Alongside the calls for a delay in Sunday’s referendum, Putin described the May 25 presidential election as a step “in the right direction.” But he reiterated Russia’s long-held stance that constitutional reforms must precede any nationwide vote in Ukraine.
In regard to Moscow’s troop positions, Putin said forces had been pulled back to training grounds and locations for "regular exercises," but didn't specify whether those locations were in areas near Ukraine.
"We're always being told that our forces on the Ukrainian border are a concern. We have withdrawn them. Today they are not on the Ukrainian border, they are in places where they conduct their regular tasks on training grounds," Putin said. He made his comments after talks with the head of the Organization for Security and Cooperation in Europe, who said the security and rights body would soon propose a "road map" to defuse the Ukraine crisis.
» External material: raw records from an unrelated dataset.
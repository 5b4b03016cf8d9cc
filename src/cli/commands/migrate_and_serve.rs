use anyhow::Result;
use tracing::{info, trace};

use super::{init_database, serve};
use crate::config::AppConfig;

pub async fn migrate_and_serve(config: &AppConfig) -> Result<()> {
    trace!("Entering migrate_and_serve function");
    info!("Applying database migrations and starting server");

    init_database(&config.database_url).await?;
    serve(config).await
}
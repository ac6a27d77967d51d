//! Busy-state tracking and user notifications for report actions

use crate::error::{ErrorKind, PivotError, PivotResult};
use crate::report::{ReportOutcome, ReportPipeline, ReportRequest};
use serde::Serialize;
use std::sync::atomic::{AtomicBool, Ordering};

/// Tracks whether a report action is in flight.
///
/// A second action while one is running is refused with
/// [`PivotError::Busy`] instead of queued.
#[derive(Debug, Default)]
pub struct ReportSession {
    busy: AtomicBool,
}

impl ReportSession {
    pub fn new() -> Self {
        Self::default()
    }

    pub fn is_busy(&self) -> bool {
        self.busy.load(Ordering::Acquire)
    }

    /// Mark the session busy until the returned guard is dropped
    pub fn begin(&self) -> PivotResult<BusyGuard<'_>> {
        self.busy
            .compare_exchange(false, true, Ordering::AcqRel, Ordering::Acquire)
            .map_err(|_| PivotError::Busy)?;
        Ok(BusyGuard { session: self })
    }

    /// Run one request under the busy flag
    pub fn run_blocking(
        &self,
        pipeline: &ReportPipeline,
        request: ReportRequest,
    ) -> PivotResult<ReportOutcome> {
        let _guard = self.begin()?;
        pipeline.run_blocking(request)
    }
}

/// Clears the session's busy flag on drop, whatever the exit path
#[derive(Debug)]
pub struct BusyGuard<'a> {
    session: &'a ReportSession,
}

impl Drop for BusyGuard<'_> {
    fn drop(&mut self) {
        self.session.busy.store(false, Ordering::Release);
    }
}

#[derive(Debug, Clone, Copy, PartialEq, Eq, Serialize)]
#[serde(rename_all = "lowercase")]
pub enum NotificationLevel {
    Success,
    Error,
}

/// Transient, non-blocking message shown to the user after an action
#[derive(Debug, Clone, PartialEq, Eq, Serialize)]
pub struct Notification {
    pub level: NotificationLevel,
    pub title: String,
    pub message: String,
}

impl Notification {
    pub fn success(outcome: &ReportOutcome) -> Self {
        let summary = &outcome.analysis.summary;
        let mut message = format!(
            "{}: {} bookings across {} destinations",
            outcome.file_name,
            summary.counted,
            outcome.analysis.pivot.rows.len()
        );
        if summary.excluded_future > 0 {
            message.push_str(&format!(
                ", {} after the reference date excluded",
                summary.excluded_future
            ));
        }
        if summary.skipped() > 0 {
            message.push_str(&format!(", {} rows skipped", summary.skipped()));
        }

        Self {
            level: NotificationLevel::Success,
            title: "Report ready".to_string(),
            message,
        }
    }

    pub fn failure(error: &PivotError) -> Self {
        let title = match error.kind() {
            ErrorKind::Input => match error {
                PivotError::MissingInput(_) => "No file or date selected",
                _ => "Invalid input",
            },
            ErrorKind::Unreadable => "Error reading the file. Please try again.",
            ErrorKind::TooLarge => "File too large",
            ErrorKind::NoData => "No valid data found in the file.",
            ErrorKind::Busy => "A report is already being generated",
            ErrorKind::Internal => "Something went wrong. Please try again.",
        };

        Self {
            level: NotificationLevel::Error,
            title: title.to_string(),
            message: error.to_string(),
        }
    }
}
//! Booking date parsing and day offsets
//!
//! Dates arrive as Excel serials, reader-produced ISO strings, or free text.
//! Time of day is always discarded before offsets are taken.

use crate::error::{PivotError, PivotResult};
use crate::types::CellValue;
use chrono::{DateTime, Duration, NaiveDate, NaiveDateTime};

/// Largest serial Excel can represent (9999-12-31)
const MAX_EXCEL_SERIAL: f64 = 2_958_465.0;

/// Date-only text layouts, tried in order
const DATE_FORMATS: &[&str] = &[
    "%Y-%m-%d",
    "%Y/%m/%d",
    "%m/%d/%Y",
    "%d-%b-%Y",
    "%b %d, %Y",
    "%B %d, %Y",
];

/// Date-time text layouts without a UTC offset
const DATETIME_FORMATS: &[&str] = &[
    "%Y-%m-%dT%H:%M:%S%.f",
    "%Y-%m-%dT%H:%M",
    "%Y-%m-%d %H:%M:%S%.f",
    "%Y-%m-%d %H:%M",
];

/// Parse the user-selected reference date (`YYYY-MM-DD`, as an HTML date input sends it)
pub fn parse_reference_date(input: &str) -> PivotResult<NaiveDate> {
    let trimmed = input.trim();
    if trimmed.is_empty() {
        return Err(PivotError::MissingInput(
            "no reference date selected".to_string(),
        ));
    }
    NaiveDate::parse_from_str(trimmed, "%Y-%m-%d")
        .map_err(|_| PivotError::InvalidDate(trimmed.to_string()))
}

/// Serial Excel gives to its phantom 1900-02-29
const PHANTOM_LEAP_DAY: f64 = 60.0;

/// Convert a bare numeric serial (1900 date system) to a calendar date.
///
/// Excel counts a 1900-02-29 that never existed, so serials below 60 are
/// shifted by a day and 60 itself lands on 1900-02-28. The fractional part
/// (time of day) is truncated. Date-formatted cells do not come through
/// here: the reader converts them with the workbook's own date system.
pub fn excel_serial_to_date(serial: f64) -> Option<NaiveDate> {
    if !serial.is_finite() || !(0.0..=MAX_EXCEL_SERIAL).contains(&serial) {
        return None;
    }
    let days = serial.floor();
    let days = if days < PHANTOM_LEAP_DAY { days + 1.0 } else { days };
    let epoch = NaiveDate::from_ymd_opt(1899, 12, 30)?;
    epoch.checked_add_signed(Duration::days(days as i64))
}

/// Parse a date written as text, dropping any time-of-day component
pub fn parse_date_text(text: &str) -> Option<NaiveDate> {
    let trimmed = text.trim();
    if trimmed.is_empty() {
        return None;
    }

    for format in DATE_FORMATS {
        if let Ok(date) = NaiveDate::parse_from_str(trimmed, format) {
            return Some(date);
        }
    }

    for format in DATETIME_FORMATS {
        if let Ok(datetime) = NaiveDateTime::parse_from_str(trimmed, format) {
            return Some(datetime.date());
        }
    }

    // Offset-qualified timestamps keep the calendar date as written
    DateTime::parse_from_rfc3339(trimmed)
        .ok()
        .map(|dt| dt.naive_local().date())
}

/// Interpret a `Booking Date` cell. `None` means the cell is not a date.
pub fn parse_booking_date(cell: &CellValue) -> Option<NaiveDate> {
    match cell {
        CellValue::Date(date) => Some(*date),
        CellValue::Number(serial) => excel_serial_to_date(*serial),
        CellValue::DateTimeIso(text) | CellValue::Text(text) => parse_date_text(text),
        CellValue::Empty | CellValue::Bool(_) | CellValue::Error(_) => None,
    }
}

/// Whole days from the booking date to the reference date.
///
/// Positive when the booking is in the past relative to `reference`.
pub fn day_offset(booking_date: NaiveDate, reference: NaiveDate) -> i64 {
    (reference - booking_date).num_days()
}
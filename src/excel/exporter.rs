//! Excel exporter implementation - pivot table → report workbook

use crate::error::{PivotError, PivotResult};
use crate::types::{PivotRow, PivotTable};
use chrono::NaiveDateTime;
use rust_xlsxwriter::{Format, FormatAlign, FormatBorder, Workbook, Worksheet};
use std::path::Path;

/// Worksheet name used for the report
pub const DEFAULT_SHEET_NAME: &str = "Report";

/// File name prefix for downloads
pub const DEFAULT_FILE_PREFIX: &str = "Report";

/// Download name for a report generated at `stamp`, e.g. `Report-20240115-093000.xlsx`
pub fn timestamped_file_name(prefix: &str, stamp: NaiveDateTime) -> String {
    format!("{}-{}.xlsx", prefix, stamp.format("%Y%m%d-%H%M%S"))
}

/// Excel exporter for pivot tables
pub struct ExcelExporter<'a> {
    table: &'a PivotTable,
    sheet_name: String,
}

impl<'a> ExcelExporter<'a> {
    /// Create a new Excel exporter writing to the `Report` worksheet
    pub fn new(table: &'a PivotTable) -> Self {
        Self {
            table,
            sheet_name: DEFAULT_SHEET_NAME.to_string(),
        }
    }

    pub fn with_sheet_name(mut self, sheet_name: impl Into<String>) -> Self {
        self.sheet_name = sheet_name.into();
        self
    }

    /// Export the pivot to an Excel .xlsx file
    pub fn export(&self, output_path: &Path) -> PivotResult<()> {
        let mut workbook = self.build_workbook()?;
        workbook
            .save(output_path)
            .map_err(|e| PivotError::Export(format!("Failed to save Excel file: {}", e)))?;
        Ok(())
    }

    /// Export the pivot to an in-memory .xlsx file
    pub fn to_bytes(&self) -> PivotResult<Vec<u8>> {
        let mut workbook = self.build_workbook()?;
        workbook
            .save_to_buffer()
            .map_err(|e| PivotError::Export(format!("Failed to serialize Excel file: {}", e)))
    }

    fn build_workbook(&self) -> PivotResult<Workbook> {
        let mut workbook = Workbook::new();
        let worksheet = workbook.add_worksheet();
        worksheet
            .set_name(&self.sheet_name)
            .map_err(|e| PivotError::Export(format!("Failed to set worksheet name: {}", e)))?;

        self.write_report(worksheet)?;
        Ok(workbook)
    }

    fn write_report(&self, worksheet: &mut Worksheet) -> PivotResult<()> {
        let header_format = Format::new()
            .set_bold()
            .set_align(FormatAlign::Center)
            .set_border_bottom(FormatBorder::Thin);
        let total_format = Format::new()
            .set_bold()
            .set_border_top(FormatBorder::Thin);

        // Header row, pivot column order
        let columns = self.table.columns();
        for (col_idx, name) in columns.iter().enumerate() {
            worksheet
                .write_string_with_format(0, col_idx as u16, name, &header_format)
                .map_err(|e| PivotError::Export(format!("Failed to write header: {}", e)))?;
        }

        for (row_idx, row) in self.table.rows.iter().enumerate() {
            self.write_row(worksheet, (row_idx + 1) as u32, row, None)?;
        }

        let total_row = (self.table.rows.len() + 1) as u32;
        self.write_row(worksheet, total_row, &self.table.grand_total, Some(&total_format))?;

        // Widths: destination column sized to its longest label
        let widest = self
            .table
            .all_rows()
            .map(|r| r.label.chars().count())
            .max()
            .unwrap_or(0)
            .max(columns[0].len());
        worksheet
            .set_column_width(0, (widest + 2) as f64)
            .map_err(|e| PivotError::Export(format!("Failed to set column width: {}", e)))?;
        for col_idx in 1..columns.len() {
            worksheet
                .set_column_width(col_idx as u16, 11)
                .map_err(|e| PivotError::Export(format!("Failed to set column width: {}", e)))?;
        }
        worksheet
            .set_freeze_panes(1, 1)
            .map_err(|e| PivotError::Export(format!("Failed to freeze header: {}", e)))?;

        Ok(())
    }

    /// Write label, one count per bucket column, and the row total
    fn write_row(
        &self,
        worksheet: &mut Worksheet,
        row: u32,
        pivot_row: &PivotRow,
        format: Option<&Format>,
    ) -> PivotResult<()> {
        let write_err = |e: rust_xlsxwriter::XlsxError| {
            PivotError::Export(format!("Failed to write row '{}': {}", pivot_row.label, e))
        };

        let written = match format {
            Some(f) => worksheet.write_string_with_format(row, 0, &pivot_row.label, f),
            None => worksheet.write_string(row, 0, &pivot_row.label),
        };
        written.map_err(write_err)?;

        let values = self
            .table
            .buckets
            .iter()
            .map(|bucket| pivot_row.count(*bucket))
            .chain(std::iter::once(pivot_row.total));

        for (offset, value) in values.enumerate() {
            let col = (offset + 1) as u16;
            let written = match format {
                Some(f) => worksheet.write_number_with_format(row, col, value as f64, f),
                None => worksheet.write_number(row, col, value as f64),
            };
            written.map_err(write_err)?;
        }

        Ok(())
    }
}

#[cfg(test)]
mod tests {
    use super::*;
    use crate::core::{build_pivot, PivotOptions};
    use crate::types::BookingRecord;
    use calamine::{open_workbook, Data, Reader, Xlsx};
    use chrono::NaiveDate;
    use tempfile::TempDir;

    fn date(y: i32, m: u32, d: u32) -> NaiveDate {
        NaiveDate::from_ymd_opt(y, m, d).unwrap()
    }

    fn scenario_table() -> PivotTable {
        let records = vec![
            BookingRecord {
                row: 2,
                destination: "Paris".into(),
                booking_date: date(2024, 1, 1),
            },
            BookingRecord {
                row: 3,
                destination: "Paris".into(),
                booking_date: date(2024, 1, 10),
            },
            BookingRecord {
                row: 4,
                destination: "Rome".into(),
                booking_date: date(2024, 2, 1),
            },
        ];
        build_pivot(&records, date(2024, 1, 15), PivotOptions::default()).table
    }

    #[test]
    fn test_timestamped_file_name() {
        let stamp = date(2024, 1, 15).and_hms_opt(9, 30, 5).unwrap();
        assert_eq!(
            timestamped_file_name("Report", stamp),
            "Report-20240115-093005.xlsx"
        );
        assert_eq!(
            timestamped_file_name("aging", stamp),
            "aging-20240115-093005.xlsx"
        );
    }

    #[test]
    fn test_export_writes_report_sheet() {
        let temp_dir = TempDir::new().unwrap();
        let output = temp_dir.path().join("report.xlsx");
        let table = scenario_table();

        ExcelExporter::new(&table).export(&output).unwrap();

        let mut workbook: Xlsx<_> = open_workbook(&output).unwrap();
        assert_eq!(workbook.sheet_names(), vec!["Report".to_string()]);
        let range = workbook.worksheet_range("Report").unwrap();

        let header: Vec<String> = range.rows().next().unwrap().iter().map(|c| c.to_string()).collect();
        assert_eq!(header, vec!["Destination", "5 Days", "14 Days", "Grand Total"]);

        assert_eq!(range.get((1, 0)), Some(&Data::String("Paris".into())));
        assert_eq!(range.get((1, 1)), Some(&Data::Float(1.0)));
        assert_eq!(range.get((1, 2)), Some(&Data::Float(1.0)));
        assert_eq!(range.get((1, 3)), Some(&Data::Float(2.0)));

        assert_eq!(range.get((2, 0)), Some(&Data::String("Rome".into())));
        assert_eq!(range.get((2, 3)), Some(&Data::Float(0.0)));

        assert_eq!(range.get((3, 0)), Some(&Data::String("Grand Total".into())));
        assert_eq!(range.get((3, 3)), Some(&Data::Float(2.0)));
        assert_eq!(range.get_size(), (4, 4));
    }

    #[test]
    fn test_to_bytes_is_a_zip() {
        let table = scenario_table();
        let bytes = ExcelExporter::new(&table).to_bytes().unwrap();
        assert!(bytes.starts_with(b"PK"));
    }

    #[test]
    fn test_custom_sheet_name() {
        let temp_dir = TempDir::new().unwrap();
        let output = temp_dir.path().join("aging.xlsx");
        let table = scenario_table();

        ExcelExporter::new(&table)
            .with_sheet_name("Aging")
            .export(&output)
            .unwrap();

        let workbook: Xlsx<_> = open_workbook(&output).unwrap();
        assert_eq!(workbook.sheet_names(), vec!["Aging".to_string()]);
    }

    #[test]
    fn test_invalid_sheet_name_fails() {
        let table = scenario_table();
        let result = ExcelExporter::new(&table)
            .with_sheet_name("bad/name")
            .to_bytes();
        assert!(matches!(result, Err(PivotError::Export(_))));
    }

    #[test]
    fn test_export_to_nonexistent_directory_fails() {
        let table = scenario_table();
        let result = ExcelExporter::new(&table).export(Path::new("/nonexistent/dir/report.xlsx"));
        assert!(result.is_err());
    }
}
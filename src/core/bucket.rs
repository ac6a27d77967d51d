//! Day bucket assignment

use crate::types::{DayBucket, OVERFLOW_DAYS};

/// Bucket for a day offset.
///
/// `0..=29` get their own bucket, `30` and above share the overflow bucket.
/// Negative offsets (bookings after the reference date) have no bucket and
/// are left out of every total.
pub fn assign_bucket(offset: i64) -> Option<DayBucket> {
    match offset {
        o if o < 0 => None,
        o if o < OVERFLOW_DAYS => Some(DayBucket::Day(o as u8)),
        _ => Some(DayBucket::Overflow),
    }
}
//! Pivot - booking aging report from an Excel upload
//!
//! Reads the first sheet of a booking workbook, counts bookings per
//! destination by days since booking relative to a reference date, and
//! writes the result as a `Report` worksheet.
//!
//! # Buckets
//!
//! - `0 Days` ... `29 Days`: exact days since booking
//! - `30+ Days`: 30 days or more
//! - bookings after the reference date are excluded from every total
//!
//! # Example
//!
//! ```no_run
//! use royalbit_pivot::report::{ReportPipeline, ReportRequest, ReportSource};
//! use std::path::PathBuf;
//!
//! let pipeline = ReportPipeline::default();
//! let request = ReportRequest::new(
//!     Some("2024-01-15".to_string()),
//!     Some(ReportSource::Path(PathBuf::from("bookings.xlsx"))),
//! );
//! let outcome = pipeline.run_blocking(request)?;
//!
//! println!("Destinations: {}", outcome.analysis.pivot.rows.len());
//! std::fs::write(&outcome.file_name, &outcome.workbook)?;
//! # Ok::<(), royalbit_pivot::error::PivotError>(())
//! ```

pub mod api;
pub mod cli;
pub mod core;
pub mod error;
pub mod excel;
pub mod report;
pub mod session;
pub mod types;

// Re-export commonly used types
pub use error::{PivotError, PivotResult};
pub use types::{BookingRecord, DayBucket, IngestSummary, PivotRow, PivotTable};
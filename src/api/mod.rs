//! Pivot API Server module
//!
//! Serves the upload form and the report endpoints.
//! Run with `pivot-server`.

pub mod handlers;
pub mod server;

pub use server::{build_router, run_api_server};
//! Pivot transform: day offsets, bucket assignment, aggregation

pub mod bucket;
pub mod dates;
pub mod pivot;

pub use bucket::assign_bucket;
pub use dates::{day_offset, parse_booking_date, parse_reference_date};
pub use pivot::{build_pivot, PivotBuilder, PivotOptions, PivotOutcome};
The move comes after days of fighting that has seen dozens killed in eastern regions of Ukraine. Putin called on Kyiv's military to halt all operations against pro-Russian activists who have seized government buildings and police stations in at least a dozen towns in eastern Ukraine.
Many had feared that Sunday's vote on more autonomy would be a flashpoint for further violence between the rebels and Ukrainian troops in the east. Russia annexed the Ukrainian Black Sea peninsula of Crimea in March after residents held a vote and overwhelmingly backed secession.
Alongside the current unrest, Ukraine is facing protracted economic hardship that could lead to further uncertainty.
On Wednesday, the country’s central bank said it had received an initial slice of aid worth $3.19 billion from the International Monetary Fund, as the West seeks to shore up the crisis-hit country.
The cash is part of an overall IMF package of $17 billion, and Kyiv is expected to use the first tranche to pay an outstanding debt to Russia's state-owned gas firm Gazprom.